Paterson Sets World Series Record for Dumb Cover-ups

armisenright.jpgThe way it was supposed to work was that David Paterson would ride out his last days in office with something resembling statesmanlike respectability. At some point early next year, he'd take that sweet post at Columbia University, or maybe an ambassadorship in a sunny clime. The baton would pass to top deputy and acting-governor-in waiting Richard Ravitch. Everyone would then get things ready for the coming of Cuomo II. And that would be that.

But leave it to Paterson to screw up even his own one-car funeral. Thanks to the most ham-fisted World Series maneuver since a ground ball trickled through Bill Buckner's legs - demanding freebie tickets from the Yankees, and then lying about it - Paterson will now be the subject of another agonizing ethics probe, one that's sure to dog him right out the door in shame and (even more) ridicule.

First head-shaking question is how in the world the governor expected Yankees president Randy Levine to back up his claim that Levine had offered him the ducats a few days earlier at a CNBC show. Levine is a former deputy mayor to Rudy Giuliani and he makes sure that his old boss gets those priceless, photo-op seats right next to the Yankees dugout every game. And while Giuliani is probably never going to run for governor he'd like people to think so for as long as possible, so he's anxious to knock Paterson every chance he gets.

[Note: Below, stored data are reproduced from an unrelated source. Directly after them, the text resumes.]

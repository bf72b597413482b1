//! Base64 data-URI adapter for callers that move images around as strings.
//!
//! The codec itself works on encoded image bytes; this module only converts
//! between those bytes and `data:image/...;base64,` URIs.

use base64::{engine::general_purpose, Engine as _};

use crate::error::{Error, Result};

const BASE64_MARKER: &str = ";base64,";

/// Wrap encoded image bytes in a `data:` URI.
///
/// The MIME type is sniffed from the bytes.
///
/// # Errors
///
/// Returns [`Error::Decode`] if the bytes are not a recognised image format.
pub fn to_data_uri(bytes: &[u8]) -> Result<String> {
    let format = image::guess_format(bytes).map_err(Error::Decode)?;
    let encoded = general_purpose::STANDARD.encode(bytes);
    Ok(format!(
        "data:{}{BASE64_MARKER}{encoded}",
        format.to_mime_type()
    ))
}

/// Decode a `data:image/...;base64,` URI, or a bare base64 string, to bytes.
///
/// # Errors
///
/// Returns [`Error::DataUri`] for a non-image or non-base64 data URI, or for
/// malformed base64.
pub fn from_data_uri(data: &str) -> Result<Vec<u8>> {
    let normalized = data.trim();

    let payload = if let Some(rest) = normalized.strip_prefix("data:") {
        if !rest.starts_with("image/") {
            return Err(Error::DataUri("not an image data URI".to_string()));
        }
        let start = rest
            .find(BASE64_MARKER)
            .ok_or_else(|| Error::DataUri("missing base64 marker".to_string()))?;
        &rest[start + BASE64_MARKER.len()..]
    } else {
        normalized
    };

    general_purpose::STANDARD
        .decode(payload)
        .map_err(|e| Error::DataUri(format!("base64 decode failed: {e}")))
}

Levine wasted no time answering the Post's Fred Dicker: "He's a liar. I never talked to him."

That's not the way people used to talk about top state executives but Paterson's stock is so low no one cares anymore.

Paterson then had hapless flack Peter Kauffman offer another easily rebuttable claim to Dicker: that it was Yankees COO Lonn Trost who offered the tix. Wrong again.

The saddest part of this tawdry little episode isn't even the lies, but the letter Paterson had his chief counsel send over to the Yankees claiming the free seats for Paterson, his son and a pal, were for "official business." This was someone's brilliant idea of getting around the ban on accepting gifts. Yes, a written letter.

Who needs Chase Utley's homers? The state's Bumbler in Chief can beat New York all by himself.